Se localiza en la región Norte de México, donde impera el clima seco, con lluvias en verano. Poseedora de una gran herencia cultural, que engloba a sus tradiciones y a su rica gastronomía, esta entidad ofrece magníficos escenarios naturales, enmarcados por montañas y desiertos ideales para practicar actividades de aventura como la caminata, además de disfrutar de la flora y la fauna, como las Reservas de La Michilía y Mapimí, así como la misteriosa Zona del Silencio, donde muchas personas aseguran que ocurren todo tipo de fenómenos físicos y paranormales. Cerca de ahí, en las grutas de la sierra del Rosario, y en el llamado Espinazo del Diablo, podrá practicar el espeleísmo; en la cascada de El Saltito podrá acampar o bien, admirar su espectacular caída de agua de más e 20 m de altura, mientras que en la Presa Guadalupe Victoria podrá pescar en medio de un entorno boscoso.

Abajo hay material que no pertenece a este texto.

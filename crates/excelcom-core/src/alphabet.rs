//! Column letters <-> 1-based column numbers
//!
//! Column names are a bijective base-26 numeral: A=1 .. Z=26, AA=27, and so on
//! up to XFD=16384.

use std::fmt;

use crate::error::{Error, Result};
use crate::{MAX_COLS, MAX_COLUMN_LETTERS};

/// A validated 1-based column number (1..=16384)
#[derive(Debug, Clone, Copy, PartialEq, Eq, PartialOrd, Ord, Hash)]
pub struct ColumnIndex(u16);

impl ColumnIndex {
    /// First column ("A")
    pub const FIRST: ColumnIndex = ColumnIndex(1);

    /// Last column ("XFD")
    pub const LAST: ColumnIndex = ColumnIndex(MAX_COLS as u16);

    /// Create a column index, failing with `OutOfRange` outside 1..=16384
    pub fn new(column: u32) -> Result<Self> {
        if column == 0 || column > MAX_COLS {
            return Err(Error::column_out_of_range(column as u64));
        }
        Ok(Self(column as u16))
    }

    /// Create from a zero-based column offset
    pub fn from_zero_based(column: u32) -> Result<Self> {
        Self::new(column.saturating_add(1))
    }

    /// The 1-based column number
    pub fn get(self) -> u32 {
        self.0 as u32
    }

    /// The 0-based column offset
    pub fn zero_based(self) -> u32 {
        self.0 as u32 - 1
    }

    /// Column name, e.g. `27` -> `"AA"`
    pub fn letters(self) -> String {
        column_letters(self.0 as u64)
    }
}

impl fmt::Display for ColumnIndex {
    fn fmt(&self, f: &mut fmt::Formatter<'_>) -> fmt::Result {
        f.write_str(&self.letters())
    }
}

/// Letters for any 1-based column number, without checking the grid limit.
///
/// Repeatedly takes `(n - 1) % 26` as the next letter from the right and
/// divides by 26 until nothing is left.
pub(crate) fn column_letters(column: u64) -> String {
    let mut letters = Vec::with_capacity(MAX_COLUMN_LETTERS);
    let mut n = column;

    while n > 0 {
        let modulo = (n - 1) % 26;
        letters.push(b'A' + modulo as u8);
        n = (n - modulo) / 26;
    }

    letters.iter().rev().map(|&b| b as char).collect()
}

/// Convert a 1-based column number to its letters.
///
/// ```
/// use excelcom_core::alphabet::encode;
///
/// assert_eq!(encode(1).unwrap(), "A");
/// assert_eq!(encode(27).unwrap(), "AA");
/// assert!(encode(0).is_err());
/// ```
pub fn encode(column: u32) -> Result<String> {
    ColumnIndex::new(column).map(ColumnIndex::letters)
}

/// Convert column letters (case-insensitive) to a 1-based column number.
pub fn decode(letters: &str) -> Result<u32> {
    if letters.is_empty() {
        return Err(Error::InvalidFormat("empty column letters".into()));
    }
    if letters.len() > MAX_COLUMN_LETTERS {
        return Err(Error::InvalidFormat(format!(
            "column '{letters}' has more than {MAX_COLUMN_LETTERS} letters"
        )));
    }

    let mut column: u32 = 0;
    for c in letters.chars() {
        column = column * 26 + position_in_alphabet(c)?;
    }

    if column > MAX_COLS {
        return Err(Error::InvalidFormat(format!(
            "column '{letters}' is beyond the last column"
        )));
    }

    Ok(column)
}

/// Position of an ASCII letter in the alphabet: 'a' and 'A' are 1, 'z' is 26.
pub fn position_in_alphabet(c: char) -> Result<u32> {
    if !c.is_ascii_alphabetic() {
        return Err(Error::InvalidFormat(format!("invalid column letter '{c}'")));
    }
    Ok(c.to_ascii_uppercase() as u32 - 'A' as u32 + 1)
}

En la Ciudad de Durango, su capital, engalanada con bellos edificios civiles y religiosos como la Catedral, el Templo de Santa Ana o la Casa del Conde de Suchil, podrá presenciar la “Feria Nacional de la Ciudad de Durango”, una de sus festividades más importantes, la cual conmemora la fundación de la Ciudad, con danzas de “Matachines”, música de rondallas y polkas, el baile regional por excelencia. En sus mercados podrá adquirir las típicas artesanías de la zona, como cerámica, textiles de lana, bordados de pita y diferentes artículos hechos con fibras vegetales, elaboradas por los indígenas tepehuanos.